Images filmed by Ruptly, a video news agency owned by the Moscow-backed RT television network (formerly Russia Today), appear to show migrants, refugees, and asylum seekers in a warehouse-like facility. Children and families are seen sleeping on the floor of the facility in between scaffolding. On 16 November 2021, a Belarusian presidential aide was quoted as saying that “all migrants will be able to stay at the centre until the issue is resolved.”

On 9 December 2021, Polish soldiers found the body of a migrant in the border region with Belarus. Around a dozen people have now been found dead along the border as aid groups warn that the toll could be even higher. Polish border guards said that on 8 December 2021, a group of 35 migrants had forced their way across the Polish border overnight and that the Belarusian military had helped them cross. The group was caught by Polish authorities and sent back to Belarus. According to the Polish government, it is estimated that the Lukashenko regime has sent back around 3,000 migrants to Iraq and Syria but there remain around 7,000 on the Belarusian territory.

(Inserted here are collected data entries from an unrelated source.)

use std::sync::Arc;

use anyhow::Result;
use serde_json::{json, Value};
use social_graph_core::{DegreeResult, Persona, StoreStats};

use crate::load::LoadReport;
use crate::settings::OutputFormat;

/// Result of one query command, rendered as text or JSON.
#[derive(Debug)]
pub enum Output {
    Personas(Vec<Arc<Persona>>),
    Path(Vec<Arc<Persona>>),
    Level { from: String, to: String, level: usize },
    Degrees(Vec<DegreeResult>),
    Status { stats: StoreStats, load: LoadReport },
}

/// Names joined with ` -> `.
pub fn path_line(path: &[Arc<Persona>]) -> String {
    path.iter()
        .map(|p| p.name())
        .collect::<Vec<_>>()
        .join(" -> ")
}

pub fn to_text(output: &Output) -> String {
    match output {
        Output::Personas(list) if list.is_empty() => "(none)".to_string(),
        Output::Personas(list) => list
            .iter()
            .map(|p| format!("- {} (Registered: {})", p.name(), p.registration_date()))
            .collect::<Vec<_>>()
            .join("\n"),
        Output::Path(path) => path_line(path),
        Output::Level { from, to, level } => {
            format!("Connection level between {} and {}: {}", from, to, level)
        }
        Output::Degrees(list) => list
            .iter()
            .map(|d| format!("{:>5}  {}", d.degree, d.persona.name()))
            .collect::<Vec<_>>()
            .join("\n"),
        Output::Status { stats, load } => format!(
            "personas:    {}\nconnections: {}\nmemory:      ~{} bytes\nload time:   {:.2}ms",
            stats.persona_count, stats.connection_count, stats.memory_bytes, load.load_time_ms
        ),
    }
}

pub fn to_json(output: &Output) -> Result<Value> {
    Ok(match output {
        Output::Personas(list) => Value::Array(personas_json(list)?),
        Output::Path(path) => json!({
            "level": path.len().saturating_sub(1),
            "path": personas_json(path)?,
        }),
        Output::Level { from, to, level } => json!({ "from": from, "to": to, "level": level }),
        Output::Degrees(list) => Value::Array(
            list.iter()
                .map(|d| json!({ "id": d.persona.id(), "name": d.persona.name(), "degree": d.degree }))
                .collect(),
        ),
        Output::Status { stats, load } => json!({
            "persona_count": stats.persona_count,
            "connection_count": stats.connection_count,
            "memory_bytes": stats.memory_bytes,
            "load_time_ms": load.load_time_ms,
        }),
    })
}

fn personas_json(list: &[Arc<Persona>]) -> Result<Vec<Value>> {
    let mut values = Vec::with_capacity(list.len());
    for p in list {
        values.push(serde_json::to_value(p.as_ref())?);
    }
    Ok(values)
}

pub fn emit(output: &Output, format: OutputFormat) -> Result<()> {
    match format {
        OutputFormat::Text => println!("{}", to_text(output)),
        OutputFormat::Json => println!("{}", serde_json::to_string_pretty(&to_json(output)?)?),
    }
    Ok(())
}
use std::sync::Arc;

use parking_lot::RwLock;

use crate::config::StoreConfig;
use crate::error::Result;
use crate::graph::{GraphStore, StoreStats};
use crate::persona::Persona;

/// Cloneable, thread-safe handle to one [`GraphStore`].
///
/// Reads share the lock; `register_user` and `connect` take it exclusively.
/// A BFS holds the read guard for the whole traversal, so it never sees a
/// friendship applied to only one endpoint.
#[derive(Clone, Default)]
pub struct SharedGraphStore {
    inner: Arc<RwLock<GraphStore>>,
}

impl SharedGraphStore {
    pub fn new(store: GraphStore) -> Self {
        Self {
            inner: Arc::new(RwLock::new(store)),
        }
    }

    pub fn with_config(config: StoreConfig) -> Self {
        Self::new(GraphStore::with_config(config))
    }

    /// Execute a closure with a read reference to the store.
    pub fn read<R, F: FnOnce(&GraphStore) -> R>(&self, f: F) -> R {
        let guard = self.inner.read();
        f(&*guard)
    }

    /// Execute a closure with exclusive access to the store.
    pub fn write<R, F: FnOnce(&mut GraphStore) -> R>(&self, f: F) -> R {
        let mut guard = self.inner.write();
        f(&mut *guard)
    }

    pub fn register_user(&self, persona: impl Into<Arc<Persona>>) -> Result<()> {
        self.write(|g| g.register_user(persona))
    }

    pub fn connect(&self, id1: &str, id2: &str) -> Result<()> {
        self.write(|g| g.connect(id1, id2))
    }

    pub fn friends(&self, id: &str) -> Result<Vec<Arc<Persona>>> {
        self.read(|g| g.friends(id))
    }

    pub fn connection_path(&self, id1: &str, id2: &str) -> Result<Vec<Arc<Persona>>> {
        self.read(|g| g.connection_path(id1, id2))
    }

    pub fn connection_level(&self, id1: &str, id2: &str) -> Result<usize> {
        self.read(|g| g.connection_level(id1, id2))
    }

    pub fn users_by_registration(&self) -> Vec<Arc<Persona>> {
        self.read(|g| g.users_by_registration())
    }

    pub fn stats(&self) -> StoreStats {
        self.read(|g| g.stats())
    }
}

#[cfg(test)]
mod tests {
    use super::*;
    use crate::error::GraphError;
    use chrono::NaiveDate;
    use std::thread;

    fn persona(id: String) -> Persona {
        let day = NaiveDate::from_ymd_opt(2023, 1, 1).unwrap();
        Persona::new(id.clone(), format!("User {}", id), day, "Springfield", day)
    }

    #[test]
    fn test_clones_share_state() {
        let a = SharedGraphStore::default();
        let b = a.clone();
        a.register_user(persona("1".into())).unwrap();
        b.register_user(persona("2".into())).unwrap();
        a.connect("1", "2").unwrap();
        assert_eq!(b.connection_level("2", "1").unwrap(), 1);
        assert_eq!(
            b.connect("2", "1"),
            Err(GraphError::ConnectionExists("2".into(), "1".into()))
        );
    }

    #[test]
    fn test_concurrent_connects_keep_symmetry() {
        let shared = SharedGraphStore::with_config(StoreConfig::default());
        for i in 0..40 {
            shared.register_user(persona(i.to_string())).unwrap();
        }

        let handles: Vec<_> = (0..4)
            .map(|t| {
                let shared = shared.clone();
                thread::spawn(move || {
                    for i in 0..40 {
                        let j = (i + t + 1) % 40;
                        // Overlapping pairs across threads: duplicates must fail cleanly.
                        let _ = shared.connect(&i.to_string(), &j.to_string());
                        let _ = shared.connection_path("0", &j.to_string());
                    }
                })
            })
            .collect();
        for h in handles {
            h.join().unwrap();
        }

        shared.read(|g| {
            let mut degree_sum = 0;
            for p in g.users_by_registration() {
                let friends = g.friends(p.id()).unwrap();
                degree_sum += friends.len();
                for f in &friends {
                    assert!(g.are_connected(f.id(), p.id()).unwrap());
                }
            }
            assert_eq!(degree_sum, 2 * g.connection_count());
        });
        assert_eq!(shared.stats().persona_count, 40);
    }
}
use std::collections::HashMap;
use std::sync::Arc;

use serde::Serialize;
use tracing::debug;

use crate::config::StoreConfig;
use crate::error::{GraphError, Result};
use crate::persona::{friend_order, Persona};
use crate::traversal;

/// Dense slot assigned at registration. Doubles as the registration position.
pub(crate) type NodeIndex = usize;

struct Node {
    persona: Arc<Persona>,
    /// Kept sorted by `friend_order` of the referenced personas.
    friends: Vec<NodeIndex>,
}

/// Counters reported by [`GraphStore::stats`].
#[derive(Debug, Clone, Copy, PartialEq, Eq, Serialize)]
pub struct StoreStats {
    pub persona_count: usize,
    pub connection_count: usize,
    pub memory_bytes: usize,
}

/// In-memory social graph: personas in registration order, each with a
/// sorted, symmetric friend list.
///
/// Friendships are stored on both endpoints; `connect` is the only writer of
/// adjacency, so `a ∈ friends(b)` iff `b ∈ friends(a)` holds by construction.
pub struct GraphStore {
    nodes: Vec<Node>,
    index: HashMap<String, NodeIndex>,
    connection_count: usize,
    config: StoreConfig,
}

impl GraphStore {
    pub fn new() -> Self {
        Self::with_config(StoreConfig::default())
    }

    pub fn with_config(config: StoreConfig) -> Self {
        Self {
            nodes: Vec::with_capacity(config.initial_capacity),
            index: HashMap::with_capacity(config.initial_capacity),
            connection_count: 0,
            config,
        }
    }

    pub fn config(&self) -> &StoreConfig {
        &self.config
    }

    /// Register a persona. Rejects an id that is already present.
    pub fn register_user(&mut self, persona: impl Into<Arc<Persona>>) -> Result<()> {
        let persona = persona.into();
        if self.index.contains_key(persona.id()) {
            return Err(GraphError::DuplicateUser(persona.id().to_string()));
        }

        let slot = self.nodes.len();
        self.index.insert(persona.id().to_string(), slot);
        debug!(id = %persona.id(), position = slot, "registered persona");
        self.nodes.push(Node {
            persona,
            friends: Vec::new(),
        });
        Ok(())
    }

    /// Make two registered personas friends.
    pub fn connect(&mut self, id1: &str, id2: &str) -> Result<()> {
        if id1 == id2 {
            return Err(GraphError::invalid(format!(
                "cannot connect user {} to themselves",
                id1
            )));
        }

        let a = self.resolve(id1)?;
        let b = self.resolve(id2)?;

        let (slot_in_a, slot_in_b) = match (self.friend_slot(a, b), self.friend_slot(b, a)) {
            (Err(in_a), Err(in_b)) => (in_a, in_b),
            _ => {
                return Err(GraphError::ConnectionExists(
                    id1.to_string(),
                    id2.to_string(),
                ))
            }
        };

        self.nodes[a].friends.insert(slot_in_a, b);
        self.nodes[b].friends.insert(slot_in_b, a);
        self.connection_count += 1;
        debug!(from = %id1, to = %id2, "connected personas");
        Ok(())
    }

    /// Direct friends of `id`, ordered by name then id.
    pub fn friends(&self, id: &str) -> Result<Vec<Arc<Persona>>> {
        let node = self.resolve(id)?;
        Ok(self
            .neighbors(node)
            .iter()
            .map(|&f| Arc::clone(self.persona_at(f)))
            .collect())
    }

    /// Shortest chain of friendships from `id1` to `id2`, both endpoints included.
    pub fn connection_path(&self, id1: &str, id2: &str) -> Result<Vec<Arc<Persona>>> {
        traversal::shortest_path(self, id1, id2)
    }

    /// Number of friendships on the shortest path. 0 for the same persona.
    pub fn connection_level(&self, id1: &str, id2: &str) -> Result<usize> {
        traversal::connection_level(self, id1, id2)
    }

    /// Every persona, in the order `register_user` accepted them.
    ///
    /// This is call order, not a sort on `registration_date`.
    pub fn users_by_registration(&self) -> Vec<Arc<Persona>> {
        self.nodes.iter().map(|n| Arc::clone(&n.persona)).collect()
    }

    /// Friends of friends who are not already friends, in discovery order.
    pub fn suggestions(&self, id: &str) -> Result<Vec<Arc<Persona>>> {
        let reach = traversal::neighborhood(self, id, 2)?;
        Ok(reach
            .neighbors
            .into_iter()
            .filter(|n| n.distance == 2)
            .map(|n| n.persona)
            .collect())
    }

    pub fn are_connected(&self, id1: &str, id2: &str) -> Result<bool> {
        let a = self.resolve(id1)?;
        let b = self.resolve(id2)?;
        Ok(a != b && self.friend_slot(a, b).is_ok())
    }

    pub fn persona(&self, id: &str) -> Option<&Arc<Persona>> {
        self.index.get(id).map(|&slot| self.persona_at(slot))
    }

    pub fn contains(&self, id: &str) -> bool {
        self.index.contains_key(id)
    }

    pub fn persona_count(&self) -> usize {
        self.nodes.len()
    }

    /// Undirected friendships (each counted once).
    pub fn connection_count(&self) -> usize {
        self.connection_count
    }

    pub fn is_empty(&self) -> bool {
        self.nodes.is_empty()
    }

    /// Approximate memory usage in bytes.
    pub fn memory_usage(&self) -> usize {
        use std::mem::size_of;

        let personas: usize = self
            .nodes
            .iter()
            .map(|n| {
                size_of::<Node>()
                    + size_of::<Persona>()
                    + n.persona.id().len()
                    + n.persona.name().len()
                    + n.persona.city().len()
                    + n.friends.capacity() * size_of::<NodeIndex>()
            })
            .sum();
        let index: usize = self
            .index
            .keys()
            .map(|k| k.len() + size_of::<String>() + size_of::<NodeIndex>())
            .sum();

        personas + index
    }

    pub fn stats(&self) -> StoreStats {
        StoreStats {
            persona_count: self.persona_count(),
            connection_count: self.connection_count,
            memory_bytes: self.memory_usage(),
        }
    }

    pub(crate) fn resolve(&self, id: &str) -> Result<NodeIndex> {
        self.index
            .get(id)
            .copied()
            .ok_or_else(|| GraphError::UserNotFound(id.to_string()))
    }

    pub(crate) fn persona_at(&self, slot: NodeIndex) -> &Arc<Persona> {
        &self.nodes[slot].persona
    }

    /// Friend slots of `slot`, already in `friend_order`.
    pub(crate) fn neighbors(&self, slot: NodeIndex) -> &[NodeIndex] {
        &self.nodes[slot].friends
    }

    /// `Ok(pos)` if `friend` is in `owner`'s list, else `Err(insert_pos)`.
    fn friend_slot(&self, owner: NodeIndex, friend: NodeIndex) -> std::result::Result<usize, usize> {
        let target = &self.nodes[friend].persona;
        self.nodes[owner]
            .friends
            .binary_search_by(|&f| friend_order(&self.nodes[f].persona, target))
    }
}

impl Default for GraphStore {
    fn default() -> Self {
        Self::new()
    }
}
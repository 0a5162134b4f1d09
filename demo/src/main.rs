//! social-graph: command-line front end for social-graph-core.
//!
//! With no subcommand it replays the walkthrough on the built-in sample.
//! Query subcommands load a dataset (JSON) into a fresh store and print one
//! result as text or JSON. Logs go to stderr.

use anyhow::Result;
use clap::Parser;
use tracing_subscriber::EnvFilter;

mod commands;
mod load;
mod render;
mod settings;
mod walkthrough;

use settings::{Cli, Command};

fn init_tracing(default_filter: &str) {
    let filter =
        EnvFilter::try_from_default_env().unwrap_or_else(|_| EnvFilter::new(default_filter));
    tracing_subscriber::fmt()
        .with_env_filter(filter)
        .with_writer(std::io::stderr)
        .init();
}

fn main() -> Result<()> {
    let cli = Cli::parse();
    init_tracing(&cli.global.log_level);

    let config = cli.global.store_config();
    let command = cli.command.unwrap_or(Command::Walkthrough);

    if command == Command::Walkthrough {
        return walkthrough::run(&mut std::io::stdout().lock(), config);
    }

    let dataset = load::read_dataset(cli.global.dataset.as_deref())?;
    let (store, report) = load::build_store(&dataset, config)?;
    let output = commands::execute(&store, &command, report)?;
    render::emit(&output, cli.global.format)
}
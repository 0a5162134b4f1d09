use std::sync::Arc;

use chrono::NaiveDate;
use social_graph_core::{GraphError, GraphStore, Persona};

fn date(y: i32, m: u32, d: u32) -> NaiveDate {
    NaiveDate::from_ymd_opt(y, m, d).unwrap()
}

fn names(list: &[Arc<Persona>]) -> Vec<&str> {
    list.iter().map(|p| p.name()).collect()
}

fn sample_network() -> GraphStore {
    let mut network = GraphStore::new();
    let people = [
        Persona::new("1", "Alice Johnson", date(1990, 5, 15), "New York", date(2023, 1, 10)),
        Persona::new("2", "Bob Smith", date(1985, 8, 22), "Los Angeles", date(2023, 1, 15)),
        Persona::new("3", "Charlie Brown", date(1992, 3, 10), "Chicago", date(2023, 2, 5)),
        Persona::new("4", "Diana Prince", date(1988, 7, 1), "Washington", date(2023, 2, 20)),
        Persona::new("5", "Edward Stark", date(1995, 11, 30), "Boston", date(2023, 3, 1)),
    ];
    for p in people {
        network.register_user(p).unwrap();
    }
    network.connect("1", "2").unwrap();
    network.connect("1", "3").unwrap();
    network.connect("2", "4").unwrap();
    network.connect("3", "5").unwrap();
    network
}

#[test]
fn test_friends_of_alice() {
    let network = sample_network();
    assert_eq!(
        names(&network.friends("1").unwrap()),
        vec!["Bob Smith", "Charlie Brown"]
    );
}

#[test]
fn test_paths_and_levels() {
    let network = sample_network();

    let path = network.connection_path("1", "4").unwrap();
    assert_eq!(names(&path), vec!["Alice Johnson", "Bob Smith", "Diana Prince"]);
    assert_eq!(network.connection_level("1", "4").unwrap(), 2);

    let path = network.connection_path("1", "5").unwrap();
    assert_eq!(names(&path), vec!["Alice Johnson", "Charlie Brown", "Edward Stark"]);
    assert_eq!(network.connection_level("1", "5").unwrap(), 2);

    assert_eq!(network.connection_level("4", "5").unwrap(), 4);
}

#[test]
fn test_error_cases() {
    let mut network = sample_network();

    assert_eq!(
        network.connection_path("1", "nonexistent").unwrap_err(),
        GraphError::UserNotFound("nonexistent".into())
    );
    assert_eq!(
        network.connect("1", "2").unwrap_err(),
        GraphError::ConnectionExists("1".into(), "2".into())
    );

    network
        .register_user(Persona::new("6", "Frank Miller", date(1982, 6, 5), "San Francisco", date(2023, 3, 15)))
        .unwrap();
    assert!(matches!(
        network.connection_path("1", "6"),
        Err(GraphError::NoPath { .. })
    ));
}

#[test]
fn test_registration_order() {
    let network = sample_network();
    let ids: Vec<_> = network
        .users_by_registration()
        .iter()
        .map(|p| p.id().to_string())
        .collect();
    assert_eq!(ids, vec!["1", "2", "3", "4", "5"]);
}

#[test]
fn test_chain_levels() {
    let mut network = GraphStore::new();
    for (id, name) in [("a", "A"), ("b", "B"), ("c", "C"), ("d", "D")] {
        network
            .register_user(Persona::new(id, name, date(2000, 1, 1), "X", date(2023, 1, 1)))
            .unwrap();
    }
    network.connect("a", "b").unwrap();
    network.connect("b", "c").unwrap();
    network.connect("c", "d").unwrap();

    assert_eq!(network.connection_path("a", "d").unwrap().len(), 4);
    assert_eq!(network.connection_level("a", "d").unwrap(), 3);
    assert_eq!(network.connection_level("a", "b").unwrap(), 1);
    assert_eq!(names(&network.connection_path("c", "c").unwrap()), vec!["C"]);
}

While observers have been critical of the treatment of migrants and asylum seekers by Polish and Lithuanian security services during the border crisis with Belarus, which Belarus and Russia have also loudly denounced, there are long-standing concerns about how Belarus treats migrants crossing into its territory from Russia. According to TNI, a report by the group Danwatch “exposed the inhumane treatment of migrants by the Belarusian border authorities, including pushbacks of Chechen refugees to Russia and extremely violent treatment of perceived irregular migrants by armed border guards.”

UNHCR data shows that in 2020, there were 2,900 refugees, 136 asylum seekers, and 6,297 stateless persons in Belarus. In addition, data shows that around 600 asylum applications were submitted in Belarus in 2020.